A head-and-neck cancer specialist, Dr Chaturvedi noted that despite the rapid expansion of hospital infrastructure across the country, patient waiting lists continue to grow underscoring that infrastructure alone cannot curb the mounting burden.
On the financing front, he pointed out that most patients today have some form of public or private insurance coverage. However, unlike lifestyle diseases such as hypertension or diabetes, many cancers particularly oral, cervical, and breast are largely preventable, making early intervention and awareness all the more critical.
“The real call to action lies in advancing prevention,” Dr Chaturvedi said, cautioning against remaining locked in the relentless pursuit of treatment alone.
For India, he added, prevention finds its strongest footing precisely because the most prevalent cancers oral and breast, which are highly responsive to early detection strategies.
Moving beyond conventional awareness campaigns, Dr Chaturvedi highlighted a study he led in Dharavi, Mumbai, which demonstrated that mass breast cancer screening among women reduced mortality by 30 per cent.

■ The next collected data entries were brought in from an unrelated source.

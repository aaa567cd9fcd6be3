//! Streaming pipeline for `message/stream`.
//!
//! The agent runs as a spawned producer writing [`StreamEvent`]s into a
//! bounded channel; the SSE stream is the consumer. The pipeline
//! guarantees the wire sees at most one final frame per task, that it is
//! the last frame, and that the registry reflects the outcome before the
//! final frame is yielded. When the producer errors, panics, or ends
//! without a final event, the pipeline synthesizes exactly one terminal
//! failure frame. Dropping the stream (client disconnect) cancels the
//! producer cooperatively and records the task as cancelled.

use std::convert::Infallible;
use std::sync::Arc;
use std::time::Duration;

use axum::response::sse::Event;
use futures_util::Stream;
use serde_json::Value;
use tokio_util::sync::CancellationToken;
use tracing::{info, warn};

use crate::agents::{event_channel, Agent};
use crate::dispatch::finalize_continuation;
use crate::errors::AppError;
use crate::models::{StreamEvent, Task, TaskState};
use crate::registry::TaskRegistry;
use crate::rpc::JsonRpcResponse;

/// Capacity of the producer/consumer event channel.
///
/// Bounded so a producer that outruns a slow client parks instead of
/// buffering without limit.
const EVENT_CHANNEL_CAPACITY: usize = 32;

/// Cleanup handle armed for the lifetime of one stream.
///
/// Dropping the stream before the terminal frame was delivered means
/// the client went away: cancel the producer and record the task (and a
/// re-entered continuation prior) as cancelled. The retention sweep
/// evicts the entries later.
struct StreamGuard {
    tasks: Arc<TaskRegistry>,
    task_id: String,
    continuation_of: Option<String>,
    cancel: CancellationToken,
    done: bool,
}

impl StreamGuard {
    fn disarm(&mut self) {
        self.done = true;
    }
}

impl Drop for StreamGuard {
    fn drop(&mut self) {
        if self.done {
            return;
        }
        self.cancel.cancel();
        match self
            .tasks
            .transition_if(&self.task_id, TaskState::Working, TaskState::Cancelled)
        {
            Ok(true) => {
                info!(task_id = %self.task_id, "stream disconnected, task cancelled");
            }
            Ok(false) => {}
            Err(err) => {
                warn!(task_id = %self.task_id, %err, "failed to record cancellation");
            }
        }
        if let Some(prior_id) = &self.continuation_of {
            if let Err(err) =
                self.tasks
                    .transition_if(prior_id, TaskState::Working, TaskState::Cancelled)
            {
                warn!(prior_id = %prior_id, %err, "failed to cancel continuation prior");
            }
        }
    }
}

/// Encode one stream event as an SSE frame carrying a response envelope.
fn frame(request_id: &Value, event: &StreamEvent) -> Option<Event> {
    let payload = match serde_json::to_value(event) {
        Ok(payload) => payload,
        Err(err) => {
            warn!(task_id = event.task_id(), %err, "failed to encode stream event");
            return None;
        }
    };
    let envelope = JsonRpcResponse::result(request_id.clone(), payload);
    match Event::default().json_data(&envelope) {
        Ok(frame) => Some(frame),
        Err(err) => {
            warn!(task_id = event.task_id(), %err, "failed to build sse frame");
            None
        }
    }
}

/// Drive one registered task as an SSE stream.
///
/// The task must be in pending state (as left by
/// [`prepare_task`](crate::dispatch::prepare_task)). Each yielded frame
/// is a JSON-RPC response envelope whose result is one stream event;
/// the stream ends after the single terminal frame.
pub fn stream_task(
    tasks: Arc<TaskRegistry>,
    agent: Arc<dyn Agent>,
    task: Task,
    request_id: Value,
    deadline: Duration,
) -> impl Stream<Item = Result<Event, Infallible>> + Send {
    async_stream::stream! {
        if let Err(err) = tasks.transition(&task.id, TaskState::Working) {
            warn!(task_id = %task.id, %err, "failed to start streaming task");
            tasks.remove(&task.id);
            yield Ok(error_frame(&request_id, &err));
            return;
        }

        let cancel = CancellationToken::new();
        let (sender, mut rx) = event_channel(EVENT_CHANNEL_CAPACITY, cancel.clone());

        let mut guard = StreamGuard {
            tasks: Arc::clone(&tasks),
            task_id: task.id.clone(),
            continuation_of: task.continuation_of.clone(),
            cancel: cancel.clone(),
            done: false,
        };

        let producer_agent = Arc::clone(&agent);
        let producer_task = task.clone();
        let mut producer = tokio::spawn(async move {
            producer_agent
                .execute_streaming(&producer_task, sender)
                .await
        });

        let timeout_at = tokio::time::Instant::now() + deadline;

        loop {
            tokio::select! {
                received = rx.recv() => {
                    match received {
                        Some(event) if event.is_final() => {
                            let final_state = event.implied_state();
                            settle(&tasks, &task, final_state);
                            if let Some(sse) = frame(&request_id, &event) {
                                yield Ok(sse);
                            }
                            guard.disarm();
                            if final_state.is_terminal() {
                                tasks.remove(&task.id);
                            }
                            info!(task_id = %task.id, state = %final_state, "stream finished");
                            break;
                        }
                        Some(event) => {
                            match frame(&request_id, &event) {
                                Some(sse) => yield Ok(sse),
                                None => continue,
                            }
                        }
                        None => {
                            // Producer is gone without a final frame.
                            let reason = match (&mut producer).await {
                                Ok(Ok(())) => "agent ended stream without a final event".to_owned(),
                                Ok(Err(err)) => err.to_string(),
                                Err(_) => "agent execution panicked".to_owned(),
                            };
                            let event = StreamEvent::failed(&task.id, reason);
                            settle(&tasks, &task, TaskState::Failed);
                            if let Some(sse) = frame(&request_id, &event) {
                                yield Ok(sse);
                            }
                            guard.disarm();
                            tasks.remove(&task.id);
                            break;
                        }
                    }
                }
                () = tokio::time::sleep_until(timeout_at) => {
                    cancel.cancel();
                    let event = StreamEvent::failed(
                        &task.id,
                        format!("agent execution exceeded {} seconds", deadline.as_secs()),
                    );
                    settle(&tasks, &task, TaskState::Failed);
                    if let Some(sse) = frame(&request_id, &event) {
                        yield Ok(sse);
                    }
                    guard.disarm();
                    tasks.remove(&task.id);
                    warn!(task_id = %task.id, "streaming task timed out");
                    break;
                }
            }
        }
    }
}

/// Record the stream outcome in the registry before the final frame is
/// yielded: the task moves to its final state and a continuation prior
/// follows it. Entry removal happens after delivery.
fn settle(tasks: &Arc<TaskRegistry>, task: &Task, final_state: TaskState) {
    match tasks.transition_if(&task.id, TaskState::Working, final_state) {
        Ok(true) => {}
        Ok(false) => {
            warn!(task_id = %task.id, state = %final_state, "task already settled by another writer");
        }
        Err(err) => {
            warn!(task_id = %task.id, %err, "failed to settle streaming task");
        }
    }
    finalize_continuation(tasks, task, final_state);
}

/// Encode a failure as a response-envelope SSE frame.
fn error_frame(request_id: &Value, err: &AppError) -> Event {
    let envelope = JsonRpcResponse::from_app_error(request_id.clone(), err);
    Event::default()
        .json_data(&envelope)
        .unwrap_or_else(|_| Event::default().data("{\"jsonrpc\":\"2.0\"}"))
}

Similarly, oral cancer typically takes 10 to 15 years to develop offering a wide window for prevention, prediction, or early detection.
Yet, fear of diagnosis remains a major barrier. “Despite government-run screening programmes across the country, uptake remains dismally low—at around just 3 per cent,” he noted.
To bridge this gap, Dr. Chaturvedi stressed the importance of integrating technology, including mobile-based screening tools, to detect cancer at a reversible stage, particularly in low-resource settings.
At Tata Memorial Centre, he shared, screening initiatives have shown a 93 per cent concurrence rate across 40,000 patients, with the institute now developing AI-based tools to further reduce the burden on physicians.
Lifestyle lurch
Beyond institutional interventions, Dr Chaturvedi emphasised that sustainable impact hinges on lifestyle changes—especially addressing tobacco, alcohol, and areca nut consumption—which are not only major cancer risk factors but also drivers of other non-communicable diseases.
“Oral hygiene is equally critical and plays a significant role in preventing oral cancers,” he added.
While tobacco use is declining across generations, Dr Chaturvedi warned that the sharp rise in alcohol consumption could keep the cancer burden elevated. Alcohol metabolises into acetaldehyde—a banned substance in India—which damages DNA and increases cancer risk.
Although India’s overall cancer incidence remains lower than in many Western countries, its impact is far more immediate, striking individuals in their most productive years. Shifting decisively towards prevention and early detection, Dr Chaturvedi stressed, is no longer optional it is inevitable if India is to reverse its rising cancer burden.